Sears.com wants you to join the community! (Oh, and we’ll track what you do)

via Techdirt via Computer Associates, Sears is inviting you to “join the My SHC Community!” when you visit their site. What is My SHC? It stands for “Sears Holding Companies”, which includes Kmart.com. According to their site, it allows you to, with my comments in italics:

  • Create the future of in-store, on-line, and service experiences that are right for you and your changing needs – provide free market research
  • Membership is FREE, community functions are fun and always voluntary – um, talk about Sears and Kmart products? really, I want to do this?
  • Be the first to try new products and take advantage of special offers and promotions – Read as: you’re our focus group!
  • Enjoy special content: how-to guides, buying tips, and user forums tailored to a wide variety of interests – Stuff we should put on our site but will withhold.

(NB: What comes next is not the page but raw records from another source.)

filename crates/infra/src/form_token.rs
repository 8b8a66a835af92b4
//! Single-use security tokens for admin form submissions.
//!
//! A token is issued when the form is rendered and is bound to an action name
//! and a product. Verification consumes it, so a replayed submission fails.

use std::collections::HashMap;
use std::sync::Mutex;
use std::time::Duration;

use chrono::{DateTime, Utc};
use uuid::Uuid;

use stockdate_core::ProductId;

/// Default token lifetime.
pub const DEFAULT_TOKEN_TTL: Duration = Duration::from_secs(24 * 60 * 60);

/// Longest token lifetime accepted (one year).
pub const MAX_TOKEN_TTL: Duration = Duration::from_secs(365 * 24 * 60 * 60);

/// Live tokens kept per action and product; issuing past this evicts the
/// oldest one.
pub const MAX_TOKENS_PER_FORM: usize = 8;

/// Result of checking a submitted token.
#[derive(Debug, Clone, Copy, PartialEq, Eq)]
pub enum TokenCheck {
    Valid,
    Missing,
    Unknown,
    Mismatch,
    Expired,
}

impl TokenCheck {
    pub fn is_valid(&self) -> bool {
        matches!(self, TokenCheck::Valid)
    }
}

#[derive(Debug, Clone)]
struct IssuedToken {
    action: String,
    product_id: ProductId,
    expires_at: DateTime<Utc>,
}

/// In-process token issuer/verifier.
#[derive(Debug)]
pub struct FormTokenStore {
    ttl: chrono::Duration,
    issued: Mutex<HashMap<String, IssuedToken>>,
}

impl Default for FormTokenStore {
    fn default() -> Self {
        Self::new(DEFAULT_TOKEN_TTL)
    }
}

impl FormTokenStore {
    /// `ttl` is capped at [`MAX_TOKEN_TTL`]; configuration rejects longer values.
    pub fn new(ttl: Duration) -> Self {
        let secs = ttl.min(MAX_TOKEN_TTL).as_secs() as i64;
        Self {
            ttl: chrono::Duration::seconds(secs),
            issued: Mutex::new(HashMap::new()),
        }
    }

    pub fn issue(&self, action: &str, product_id: ProductId) -> String {
        self.issue_at(action, product_id, Utc::now())
    }

    /// Issue a token as of `now`.
    ///
    /// Expired tokens are purged on the way, and at most
    /// [`MAX_TOKENS_PER_FORM`] stay live for the same action and product.
    pub fn issue_at(&self, action: &str, product_id: ProductId, now: DateTime<Utc>) -> String {
        let token = Uuid::new_v4().simple().to_string();
        let mut issued = match self.issued.lock() {
            Ok(guard) => guard,
            Err(poisoned) => poisoned.into_inner(),
        };
        issued.retain(|_, t| t.expires_at > now);

        let mut same_form: Vec<(DateTime<Utc>, String)> = issued
            .iter()
            .filter(|(_, t)| t.action == action && t.product_id == product_id)
            .map(|(k, t)| (t.expires_at, k.clone()))
            .collect();
        if same_form.len() >= MAX_TOKENS_PER_FORM {
            same_form.sort();
            let excess = same_form.len() + 1 - MAX_TOKENS_PER_FORM;
            for (_, key) in same_form.into_iter().take(excess) {
                issued.remove(&key);
            }
        }

        issued.insert(
            token.clone(),
            IssuedToken {
                action: action.to_string(),
                product_id,
                expires_at: now.checked_add_signed(self.ttl).unwrap_or(DateTime::<Utc>::MAX_UTC),
            },
        );
        token
    }

    pub fn verify(&self, token: Option<&str>, action: &str, product_id: ProductId) -> TokenCheck {
        self.verify_at(token, action, product_id, Utc::now())
    }

    /// Check and consume a token. Any token that is found is removed, whether
    /// or not it matched.
    pub fn verify_at(
        &self,
        token: Option<&str>,
        action: &str,
        product_id: ProductId,
        now: DateTime<Utc>,
    ) -> TokenCheck {
        let token = match token.map(str::trim) {
            Some(t) if !t.is_empty() => t,
            _ => return TokenCheck::Missing,
        };

        let mut issued = match self.issued.lock() {
            Ok(guard) => guard,
            Err(poisoned) => poisoned.into_inner(),
        };
        let Some(entry) = issued.remove(token) else {
            return TokenCheck::Unknown;
        };

        if entry.expires_at <= now {
            TokenCheck::Expired
        } else if entry.action != action || entry.product_id != product_id {
            TokenCheck::Mismatch
        } else {
            TokenCheck::Valid
        }
    }
}
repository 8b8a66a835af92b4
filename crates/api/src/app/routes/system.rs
use axum::http::StatusCode;

pub async fn health() -> StatusCode {
    StatusCode::OK
}
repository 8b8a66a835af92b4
use std::collections::BTreeMap;
use std::sync::RwLock;

use stockdate_core::{AggregateRoot, ProductId};
use stockdate_products::Product;

use super::{CatalogError, ProductCatalog};

/// In-memory catalog for tests/dev.
///
/// Ids are UUIDv7, so iteration order is creation order.
#[derive(Debug, Default)]
pub struct InMemoryProductCatalog {
    inner: RwLock<BTreeMap<ProductId, Product>>,
}

impl InMemoryProductCatalog {
    pub fn new() -> Self {
        Self::default()
    }

    /// Remove a product (host-side deletion).
    pub fn remove(&self, product_id: ProductId) -> Result<Option<Product>, CatalogError> {
        let mut map = self.inner.write().map_err(|_| poisoned())?;
        Ok(map.remove(&product_id))
    }
}

fn poisoned() -> CatalogError {
    CatalogError::Storage("catalog lock poisoned".to_string())
}

impl ProductCatalog for InMemoryProductCatalog {
    fn list_ids(&self) -> Result<Vec<ProductId>, CatalogError> {
        let map = self.inner.read().map_err(|_| poisoned())?;
        Ok(map.keys().copied().collect())
    }

    fn load(&self, product_id: ProductId) -> Result<Option<Product>, CatalogError> {
        let map = self.inner.read().map_err(|_| poisoned())?;
        Ok(map.get(&product_id).cloned())
    }

    fn save(&self, product: &Product) -> Result<(), CatalogError> {
        let mut map = self.inner.write().map_err(|_| poisoned())?;
        map.insert(*product.id(), product.clone());
        Ok(())
    }
}
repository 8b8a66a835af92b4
//! Recurring job storage.

use std::collections::HashMap;
use std::sync::{Arc, RwLock};

use chrono::{DateTime, Utc};

use super::types::{JobId, Recurrence, ScheduledJob};

/// Recurring job store abstraction.
pub trait JobStore: Send + Sync {
    /// The registration for a hook, if any (earliest due first when there are several).
    fn next_scheduled(&self, hook: &str) -> Result<Option<ScheduledJob>, JobStoreError>;

    /// Add a new registration.
    fn schedule(&self, job: ScheduledJob) -> Result<JobId, JobStoreError>;

    /// Persist changes to an existing registration.
    fn update(&self, job: &ScheduledJob) -> Result<(), JobStoreError>;

    /// Jobs due at `now`, earliest first.
    fn due(&self, now: DateTime<Utc>) -> Result<Vec<ScheduledJob>, JobStoreError>;

    /// All registrations, earliest due first.
    fn list(&self) -> Result<Vec<ScheduledJob>, JobStoreError>;

    /// Remove every registration for a hook. Returns how many were removed.
    fn unschedule(&self, hook: &str) -> Result<usize, JobStoreError>;
}

/// Job store error.
#[derive(Debug, Clone, thiserror::Error)]
pub enum JobStoreError {
    #[error("job not found: {0}")]
    NotFound(JobId),
    #[error("job already exists: {0}")]
    AlreadyExists(JobId),
    #[error("storage error: {0}")]
    Storage(String),
}

/// Result of [`ensure_scheduled`].
#[derive(Debug, Clone)]
pub enum Registration {
    /// The hook was already scheduled; nothing changed.
    Existing(ScheduledJob),
    Created(ScheduledJob),
}

impl Registration {
    pub fn job(&self) -> &ScheduledJob {
        match self {
            Registration::Existing(j) | Registration::Created(j) => j,
        }
    }
}

/// Register a recurring hook unless it already is.
///
/// Safe to call on every startup: the store is asked for an existing
/// registration first, so repeated initialization never adds a second job.
pub fn ensure_scheduled<S: JobStore + ?Sized>(
    store: &S,
    hook: &str,
    recurrence: Recurrence,
    first_run_at: DateTime<Utc>,
) -> Result<Registration, JobStoreError> {
    if let Some(existing) = store.next_scheduled(hook)? {
        return Ok(Registration::Existing(existing));
    }
    let job = ScheduledJob::new(hook, recurrence, first_run_at);
    store.schedule(job.clone())?;
    Ok(Registration::Created(job))
}

/// In-memory job store for tests/dev.
#[derive(Debug, Default)]
pub struct InMemoryJobStore {
    jobs: RwLock<HashMap<JobId, ScheduledJob>>,
}

impl InMemoryJobStore {
    pub fn new() -> Self {
        Self::default()
    }

    pub fn arc() -> Arc<Self> {
        Arc::new(Self::new())
    }
}

fn poisoned() -> JobStoreError {
    JobStoreError::Storage("job store lock poisoned".to_string())
}

fn sorted(mut jobs: Vec<ScheduledJob>) -> Vec<ScheduledJob> {
    jobs.sort_by_key(|j| (j.next_run_at, j.created_at));
    jobs
}

impl JobStore for InMemoryJobStore {
    fn next_scheduled(&self, hook: &str) -> Result<Option<ScheduledJob>, JobStoreError> {
        let jobs = self.jobs.read().map_err(|_| poisoned())?;
        Ok(jobs
            .values()
            .filter(|j| j.hook == hook)
            .min_by_key(|j| j.next_run_at)
            .cloned())
    }

    fn schedule(&self, job: ScheduledJob) -> Result<JobId, JobStoreError> {
        let mut jobs = self.jobs.write().map_err(|_| poisoned())?;
        if jobs.contains_key(&job.id) {
            return Err(JobStoreError::AlreadyExists(job.id));
        }
        let id = job.id;
        jobs.insert(id, job);
        Ok(id)
    }

    fn update(&self, job: &ScheduledJob) -> Result<(), JobStoreError> {
        let mut jobs = self.jobs.write().map_err(|_| poisoned())?;
        match jobs.get_mut(&job.id) {
            Some(slot) => {
                *slot = job.clone();
                Ok(())
            }
            None => Err(JobStoreError::NotFound(job.id)),
        }
    }

    fn due(&self, now: DateTime<Utc>) -> Result<Vec<ScheduledJob>, JobStoreError> {
        let jobs = self.jobs.read().map_err(|_| poisoned())?;
        Ok(sorted(
            jobs.values().filter(|j| j.is_due(now)).cloned().collect(),
        ))
    }

    fn list(&self) -> Result<Vec<ScheduledJob>, JobStoreError> {
        let jobs = self.jobs.read().map_err(|_| poisoned())?;
        Ok(sorted(jobs.values().cloned().collect()))
    }

    fn unschedule(&self, hook: &str) -> Result<usize, JobStoreError> {
        let mut jobs = self.jobs.write().map_err(|_| poisoned())?;
        let before = jobs.len();
        jobs.retain(|_, j| j.hook != hook);
        Ok(before - jobs.len())
    }
}

impl<S> JobStore for Arc<S>
where
    S: JobStore + ?Sized,
{
    fn next_scheduled(&self, hook: &str) -> Result<Option<ScheduledJob>, JobStoreError> {
        (**self).next_scheduled(hook)
    }

    fn schedule(&self, job: ScheduledJob) -> Result<JobId, JobStoreError> {
        (**self).schedule(job)
    }

    fn update(&self, job: &ScheduledJob) -> Result<(), JobStoreError> {
        (**self).update(job)
    }

    fn due(&self, now: DateTime<Utc>) -> Result<Vec<ScheduledJob>, JobStoreError> {
        (**self).due(now)
    }

    fn list(&self) -> Result<Vec<ScheduledJob>, JobStoreError> {
        (**self).list()
    }

    fn unschedule(&self, hook: &str) -> Result<usize, JobStoreError> {
        (**self).unschedule(hook)
    }
}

This worked really well for the newspapers, so we’ll give it a shot.
  • Gain access to free planning and household budgeting tools that enable you to save even if you don’t shop with us – This stuff is already available through other sites, but we’ll brand it and make you think it’s exclusive.
  • And don’t forget, enter to win cash and fabulous prizes in sweepstakes drawings held many times throughout the year! Ok, we’ve set aside a few bucks and free products that we would’ve sent to the media or used on other marketing functions.

Aside from trying to collect shopping habits and get free focus group feedback, l I don’t see what the benefit is for the consumer. Sears already offers up tons of specials via affiliate programs, so there’s no price incentive. Bazaarvoice and Epinions already offer product reviews. Sites like iVillage already offer up message boards, where folks offer up their opinion and advice. I do recall there being a lame program to get me to watch ads in exchange for what accounts to 1/1,000th of a penny, but as folks are realizing the best you can hope for is one free roundtrip ticket in exchange for what amounts to thousands of dollars of free focus group and consumer feedback. No thanks.

What makes the Sears program an absolute sham is that they’re installing spyware on your computer and partnered with metrics company comScore to report back what you’re actually doing. That’s right, the software that’s required to install to join the program is tracking software that gets reported back to comScore. I understand that there are issues with metrics online. I get that. But this is not the ethical way to do it, folks. According to Techdirt, the software will also track what are thought to be secure transactions, like on your bank’s web site, and report them back to comScore. I’d love to hear from someone at comScore, Sears, or even someone who’s part of the “community” to explain.